Validation Through Self-Similarity Analysis
As a validation measure, we computed self-similarity scores by calculating the cosine similarity between corresponding features in the encoder and decoder matrices. This analysis serves as a positive control, verifying our methodology's ability to detect strong geometric relationships where they are expected to exist.

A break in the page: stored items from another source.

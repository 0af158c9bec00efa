use axum::{
    Router,
    routing::{delete, get},
};
use tower::ServiceBuilder;
use tower_http::trace::TraceLayer;

use jaothui_core::error::not_found;
use jaothui_core::health::healthz;
use jaothui_core::middleware::{propagate_request_id_layer, request_id_layer};

use crate::handlers::{
    activity::{create_activity, delete_activity, get_activity, list_activities, update_activity},
    animal::{create_animal, delete_animal, get_animal, list_animals, update_animal},
    farm::{
        check_farm_access, create_farm, ensure_farm, get_farm, get_my_farm, list_farms,
        update_my_farm,
    },
    health::readyz,
    member::{add_member, list_members, remove_member},
    notification::get_notification_count,
};
use crate::state::AppState;

pub fn build_router(state: AppState) -> Router {
    Router::new()
        // Health
        .route("/healthz", get(healthz))
        .route("/readyz", get(readyz))
        // Farms
        .route("/farms", get(list_farms).post(create_farm))
        .route(
            "/farms/@me",
            get(get_my_farm).post(ensure_farm).patch(update_my_farm),
        )
        .route("/farms/{farm_id}", get(get_farm))
        .route("/farms/{farm_id}/access", get(check_farm_access))
        // Members
        .route("/farms/@me/members", get(list_members).post(add_member))
        .route("/farms/@me/members/{user_id}", delete(remove_member))
        // Animals
        .route("/animals", get(list_animals).post(create_animal))
        .route(
            "/animals/{animal_id}",
            get(get_animal).patch(update_animal).delete(delete_animal),
        )
        // Activities
        .route("/activities", get(list_activities).post(create_activity))
        .route(
            "/activities/{activity_id}",
            get(get_activity)
                .patch(update_activity)
                .delete(delete_activity),
        )
        // Notifications
        .route("/notifications/count", get(get_notification_count))
        .fallback(not_found)
        .layer(
            ServiceBuilder::new()
                .layer(request_id_layer())
                .layer(TraceLayer::new_for_http())
                .layer(propagate_request_id_layer()),
        )
        .with_state(state)
}
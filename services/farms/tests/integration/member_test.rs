use jaothui_domain::farm::FarmRole;
use jaothui_farms::error::FarmsServiceError;
use jaothui_farms::usecase::member::{AddMemberUseCase, ListMembersUseCase, RemoveMemberUseCase};

use crate::helpers::{member_context, owner_context, three_user_fixture};

#[tokio::test]
async fn should_list_members_with_limited_access() {
    let fixture = three_user_fixture();
    let usecase = ListMembersUseCase {
        members: fixture.repo.clone(),
    };
    let members = usecase.execute(&member_context(&fixture.f1)).await.unwrap();
    let user_ids: Vec<_> = members.iter().map(|m| m.user_id.as_str()).collect();
    assert_eq!(user_ids, vec!["u1", "u2"]);
}

#[tokio::test]
async fn should_add_member_as_owner() {
    let fixture = three_user_fixture();
    let usecase = AddMemberUseCase {
        users: fixture.repo.clone(),
        members: fixture.repo.clone(),
    };
    let member = usecase
        .execute(&owner_context(&fixture.f1), "u3")
        .await
        .unwrap();
    assert_eq!(member.role, FarmRole::Member);
    assert_eq!(member.farm_id, fixture.f1.id);
    assert_eq!(fixture.repo.store.lock().unwrap().members.len(), 3);
}

#[tokio::test]
async fn should_reject_adding_member_with_limited_access() {
    let fixture = three_user_fixture();
    let usecase = AddMemberUseCase {
        users: fixture.repo.clone(),
        members: fixture.repo.clone(),
    };
    let result = usecase.execute(&member_context(&fixture.f1), "u3").await;
    assert!(matches!(result, Err(FarmsServiceError::InsufficientAccess)));
}

#[tokio::test]
async fn should_reject_duplicate_unknown_and_owner_members() {
    let fixture = three_user_fixture();
    let usecase = AddMemberUseCase {
        users: fixture.repo.clone(),
        members: fixture.repo.clone(),
    };
    let context = owner_context(&fixture.f1);

    assert!(matches!(
        usecase.execute(&context, "u2").await,
        Err(FarmsServiceError::MemberAlreadyExists)
    ));
    assert!(matches!(
        usecase.execute(&context, "nobody").await,
        Err(FarmsServiceError::UserNotFound)
    ));
    assert!(matches!(
        usecase.execute(&context, "u1").await,
        Err(FarmsServiceError::InvalidInput(_))
    ));
}

#[tokio::test]
async fn should_remove_member_as_owner() {
    let fixture = three_user_fixture();
    let usecase = RemoveMemberUseCase {
        members: fixture.repo.clone(),
    };
    let context = owner_context(&fixture.f1);

    usecase.execute(&context, "u2").await.unwrap();
    assert!(matches!(
        usecase.execute(&context, "u2").await,
        Err(FarmsServiceError::MemberNotFound)
    ));
}

#[tokio::test]
async fn should_refuse_to_remove_owner_row() {
    let fixture = three_user_fixture();
    let usecase = RemoveMemberUseCase {
        members: fixture.repo.clone(),
    };
    let result = usecase.execute(&owner_context(&fixture.f1), "u1").await;
    assert!(matches!(result, Err(FarmsServiceError::InvalidInput(_))));

    let result = usecase.execute(&member_context(&fixture.f1), "u2").await;
    assert!(matches!(result, Err(FarmsServiceError::InsufficientAccess)));
}
use sea_orm_migration::prelude::*;

#[derive(DeriveMigrationName)]
pub struct Migration;

#[async_trait::async_trait]
impl MigrationTrait for Migration {
    async fn up(&self, manager: &SchemaManager) -> Result<(), DbErr> {
        manager
            .create_table(
                Table::create()
                    .table(Users::Table)
                    .if_not_exists()
                    .col(ColumnDef::new(Users::Id).text().not_null().primary_key())
                    .col(ColumnDef::new(Users::Username).text().not_null().unique_key())
                    .col(ColumnDef::new(Users::Email).text().null().unique_key())
                    .col(ColumnDef::new(Users::FirstName).text().null())
                    .col(ColumnDef::new(Users::LastName).text().null())
                    .col(
                        ColumnDef::new(Users::CreatedAt)
                            .timestamp_with_time_zone()
                            .not_null()
                            .default(Expr::current_timestamp()),
                    )
                    .col(
                        ColumnDef::new(Users::UpdatedAt)
                            .timestamp_with_time_zone()
                            .not_null()
                            .default(Expr::current_timestamp()),
                    )
                    .to_owned(),
            )
            .await
    }

    async fn down(&self, manager: &SchemaManager) -> Result<(), DbErr> {
        manager
            .drop_table(Table::drop().table(Users::Table).to_owned())
            .await
    }
}

#[derive(Iden)]
enum Users {
    Table,
    Id,
    Username,
    Email,
    FirstName,
    LastName,
    CreatedAt,
    UpdatedAt,
}
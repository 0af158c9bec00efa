use sea_orm_migration::prelude::*;

mod m20240601_000001_create_users;
mod m20240601_000002_create_farms;
mod m20240601_000003_create_farm_members;
mod m20240601_000004_create_animals;
mod m20240601_000005_create_activities;
mod m20240601_000006_add_lookup_indexes;

pub struct Migrator;

#[async_trait::async_trait]
impl MigratorTrait for Migrator {
    fn migrations() -> Vec<Box<dyn MigrationTrait>> {
        vec![
            Box::new(m20240601_000001_create_users::Migration),
            Box::new(m20240601_000002_create_farms::Migration),
            Box::new(m20240601_000003_create_farm_members::Migration),
            Box::new(m20240601_000004_create_animals::Migration),
            Box::new(m20240601_000005_create_activities::Migration),
            Box::new(m20240601_000006_add_lookup_indexes::Migration),
        ]
    }
}
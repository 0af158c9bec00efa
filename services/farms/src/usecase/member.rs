use chrono::Utc;
use uuid::Uuid;

use jaothui_domain::farm::FarmRole;

use crate::domain::repository::{MemberRepository, UserRepository};
use crate::domain::types::{FarmContext, FarmMember};
use crate::error::FarmsServiceError;

// ── ListMembers ──────────────────────────────────────────────────────────────

pub struct ListMembersUseCase<M: MemberRepository> {
    pub members: M,
}

impl<M: MemberRepository> ListMembersUseCase<M> {
    pub async fn execute(&self, context: &FarmContext) -> Result<Vec<FarmMember>, FarmsServiceError> {
        self.members.list(context.farm_id()).await
    }
}

// ── AddMember ────────────────────────────────────────────────────────────────

pub struct AddMemberUseCase<U: UserRepository, M: MemberRepository> {
    pub users: U,
    pub members: M,
}

impl<U: UserRepository, M: MemberRepository> AddMemberUseCase<U, M> {
    pub async fn execute(
        &self,
        context: &FarmContext,
        user_id: &str,
    ) -> Result<FarmMember, FarmsServiceError> {
        context.require_full()?;
        let user_id = user_id.trim();
        if user_id.is_empty() {
            return Err(FarmsServiceError::InvalidInput("user_id must not be blank"));
        }
        if user_id == context.farm.owner_id {
            return Err(FarmsServiceError::InvalidInput(
                "farm owner cannot be added as a member",
            ));
        }
        if self.users.find_by_id(user_id).await?.is_none() {
            return Err(FarmsServiceError::UserNotFound);
        }
        if self
            .members
            .find(context.farm_id(), user_id)
            .await?
            .is_some()
        {
            return Err(FarmsServiceError::MemberAlreadyExists);
        }

        let member = FarmMember {
            id: Uuid::now_v7(),
            farm_id: context.farm_id(),
            user_id: user_id.to_owned(),
            role: FarmRole::Member,
            created_at: Utc::now(),
        };
        self.members.create(&member).await?;
        tracing::info!(farm_id = %member.farm_id, user_id, "added farm member");
        Ok(member)
    }
}

// ── RemoveMember ─────────────────────────────────────────────────────────────

pub struct RemoveMemberUseCase<M: MemberRepository> {
    pub members: M,
}

impl<M: MemberRepository> RemoveMemberUseCase<M> {
    pub async fn execute(&self, context: &FarmContext, user_id: &str) -> Result<(), FarmsServiceError> {
        context.require_full()?;
        if user_id == context.farm.owner_id {
            return Err(FarmsServiceError::InvalidInput("farm owner cannot be removed"));
        }
        if !self.members.delete(context.farm_id(), user_id).await? {
            return Err(FarmsServiceError::MemberNotFound);
        }
        tracing::info!(farm_id = %context.farm_id(), user_id, "removed farm member");
        Ok(())
    }
}
use sea_orm_migration::prelude::*;

#[derive(DeriveMigrationName)]
pub struct Migration;

#[async_trait::async_trait]
impl MigrationTrait for Migration {
    async fn up(&self, manager: &SchemaManager) -> Result<(), DbErr> {
        manager
            .create_table(
                Table::create()
                    .table(Animals::Table)
                    .if_not_exists()
                    .col(ColumnDef::new(Animals::Id).uuid().not_null().primary_key())
                    .col(ColumnDef::new(Animals::FarmId).uuid().not_null())
                    .col(ColumnDef::new(Animals::TagId).text().not_null())
                    .col(ColumnDef::new(Animals::Name).text().not_null())
                    .col(ColumnDef::new(Animals::AnimalType).text().not_null())
                    .col(
                        ColumnDef::new(Animals::Gender)
                            .text()
                            .not_null()
                            .default("UNKNOWN"),
                    )
                    .col(ColumnDef::new(Animals::BirthDate).date().null())
                    .col(ColumnDef::new(Animals::Color).text().null())
                    .col(ColumnDef::new(Animals::WeightKg).double().null())
                    .col(ColumnDef::new(Animals::HeightCm).double().null())
                    .col(ColumnDef::new(Animals::MotherTag).text().null())
                    .col(ColumnDef::new(Animals::FatherTag).text().null())
                    .col(ColumnDef::new(Animals::Notes).text().null())
                    .col(
                        ColumnDef::new(Animals::Status)
                            .text()
                            .not_null()
                            .default("ACTIVE"),
                    )
                    .col(
                        ColumnDef::new(Animals::CreatedAt)
                            .timestamp_with_time_zone()
                            .not_null()
                            .default(Expr::current_timestamp()),
                    )
                    .col(
                        ColumnDef::new(Animals::UpdatedAt)
                            .timestamp_with_time_zone()
                            .not_null()
                            .default(Expr::current_timestamp()),
                    )
                    .foreign_key(
                        ForeignKey::create()
                            .from(Animals::Table, Animals::FarmId)
                            .to(Farms::Table, Farms::Id)
                            .on_delete(ForeignKeyAction::Cascade),
                    )
                    .to_owned(),
            )
            .await?;
        manager
            .create_index(
                Index::create()
                    .table(Animals::Table)
                    .col(Animals::FarmId)
                    .col(Animals::TagId)
                    .unique()
                    .name("uq_animals_farm_id_tag_id")
                    .to_owned(),
            )
            .await
    }

    async fn down(&self, manager: &SchemaManager) -> Result<(), DbErr> {
        manager
            .drop_table(Table::drop().table(Animals::Table).to_owned())
            .await
    }
}

#[derive(Iden)]
enum Animals {
    Table,
    Id,
    FarmId,
    TagId,
    Name,
    AnimalType,
    Gender,
    BirthDate,
    Color,
    WeightKg,
    HeightCm,
    MotherTag,
    FatherTag,
    Notes,
    Status,
    CreatedAt,
    UpdatedAt,
}

#[derive(Iden)]
enum Farms {
    Table,
    Id,
}
pub mod db;
use std::collections::HashSet;

use uuid::Uuid;

use jaothui_domain::farm::FarmRole;

use crate::domain::repository::FarmAccessRepository;
use crate::domain::types::{FarmContext, FarmContextParams, LookupStrategy};
use crate::error::{FarmContextError, FarmsServiceError};

/// Reject absent, empty and whitespace-only user ids.
pub fn validate_user_id(user_id: Option<&str>) -> Result<&str, FarmContextError> {
    match user_id {
        Some(id) if !id.trim().is_empty() => Ok(id),
        _ => Err(FarmContextError::InvalidUser),
    }
}

/// Determines which farm a user acts on behalf of.
///
/// Ownership always wins over membership. Every request re-runs the
/// resolution; farm ids supplied by clients are only ever checked, never trusted.
pub struct FarmContextResolver<R: FarmAccessRepository> {
    pub repo: R,
    pub strategy: LookupStrategy,
}

impl<R: FarmAccessRepository> FarmContextResolver<R> {
    pub fn new(repo: R, strategy: LookupStrategy) -> Self {
        Self { repo, strategy }
    }

    /// Resolve the user's default farm, or check access to `params.farm_id`.
    pub async fn resolve<'a>(
        &self,
        user_id: impl Into<Option<&'a str>>,
        params: FarmContextParams,
    ) -> Result<FarmContext, FarmContextError> {
        let user_id = validate_user_id(user_id.into())?;
        let result = match params.farm_id {
            Some(farm_id) => self.resolve_in_farm(user_id, farm_id).await,
            None => match self.strategy {
                LookupStrategy::Sequential => self.resolve_sequential(user_id).await,
                LookupStrategy::Union => self.resolve_union(user_id).await,
            },
        };
        let context = result.map_err(|e| to_context_error(e, user_id))?;
        tracing::debug!(
            user_id,
            farm_id = %context.farm.id,
            role = %context.role,
            "resolved farm context"
        );
        Ok(context)
    }

    /// Every farm the user can access: owned farms first, then memberships.
    pub async fn resolve_all<'a>(
        &self,
        user_id: impl Into<Option<&'a str>>,
    ) -> Result<Vec<FarmContext>, FarmContextError> {
        let user_id = validate_user_id(user_id.into())?;
        let contexts = self
            .collect_accessible(user_id)
            .await
            .map_err(|e| to_context_error(e, user_id))?;
        if contexts.is_empty() {
            return Err(FarmContextError::no_access());
        }
        Ok(contexts)
    }

    /// `Ok(false)` instead of `NoAccess`; other failures are re-raised.
    pub async fn check_access<'a>(
        &self,
        user_id: impl Into<Option<&'a str>>,
        params: FarmContextParams,
    ) -> Result<bool, FarmContextError> {
        match self.resolve(user_id, params).await {
            Ok(_) => Ok(true),
            Err(FarmContextError::NoAccess { .. }) => Ok(false),
            Err(e) => Err(e),
        }
    }

    async fn resolve_sequential(&self, user_id: &str) -> Result<FarmContext, FarmsServiceError> {
        if let Some(farm) = self.repo.find_owned_farm(user_id).await? {
            return Ok(FarmContext::new(farm, FarmRole::Owner));
        }
        if let Some((member, farm)) = self.repo.find_membership(user_id).await? {
            return Ok(FarmContext::new(farm, member.role));
        }
        Err(FarmContextError::no_access().into())
    }

    async fn resolve_union(&self, user_id: &str) -> Result<FarmContext, FarmsServiceError> {
        match self.repo.find_first_accessible(user_id).await? {
            Some((farm, role)) => Ok(FarmContext::new(farm, role)),
            None => Err(FarmContextError::no_access().into()),
        }
    }

    async fn resolve_in_farm(
        &self,
        user_id: &str,
        farm_id: Uuid,
    ) -> Result<FarmContext, FarmsServiceError> {
        if let Some(farm) = self.repo.find_owned_farm_by_id(farm_id, user_id).await? {
            return Ok(FarmContext::new(farm, FarmRole::Owner));
        }
        if let Some((member, farm)) = self.repo.find_membership_in_farm(farm_id, user_id).await? {
            return Ok(FarmContext::new(farm, member.role));
        }
        Err(FarmContextError::no_access_to(farm_id).into())
    }

    async fn collect_accessible(&self, user_id: &str) -> Result<Vec<FarmContext>, FarmsServiceError> {
        let owned = self.repo.list_owned_farms(user_id).await?;
        let memberships = self.repo.list_memberships(user_id).await?;

        let mut seen = HashSet::new();
        let contexts = owned
            .into_iter()
            .map(|farm| FarmContext::new(farm, FarmRole::Owner))
            .chain(
                memberships
                    .into_iter()
                    .filter_map(|(member, farm)| farm.map(|f| FarmContext::new(f, member.role))),
            )
            .filter(|context| seen.insert(context.farm.id))
            .collect();
        Ok(contexts)
    }
}

/// Resolver errors pass through; anything else becomes `Database`.
fn to_context_error(err: FarmsServiceError, user_id: &str) -> FarmContextError {
    let cause = match err {
        FarmsServiceError::FarmContext(e) => return e,
        FarmsServiceError::Internal(e) => e,
        other => anyhow::Error::new(other),
    };
    tracing::error!(user_id, error = format!("{cause:#}"), "farm context lookup failed");
    FarmContextError::Database(cause)
}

Auxiliary Experiment: Compositional Model Steering
As an auxiliary experiment, we experiment with the effectiveness of compositional steering approaches using SAE feature weights. We accomplish this by injecting 2 semantically opposite features from the Decoder weights of GemmaScope 2b Layer 20 during model generation to explore effects on model output sentiment.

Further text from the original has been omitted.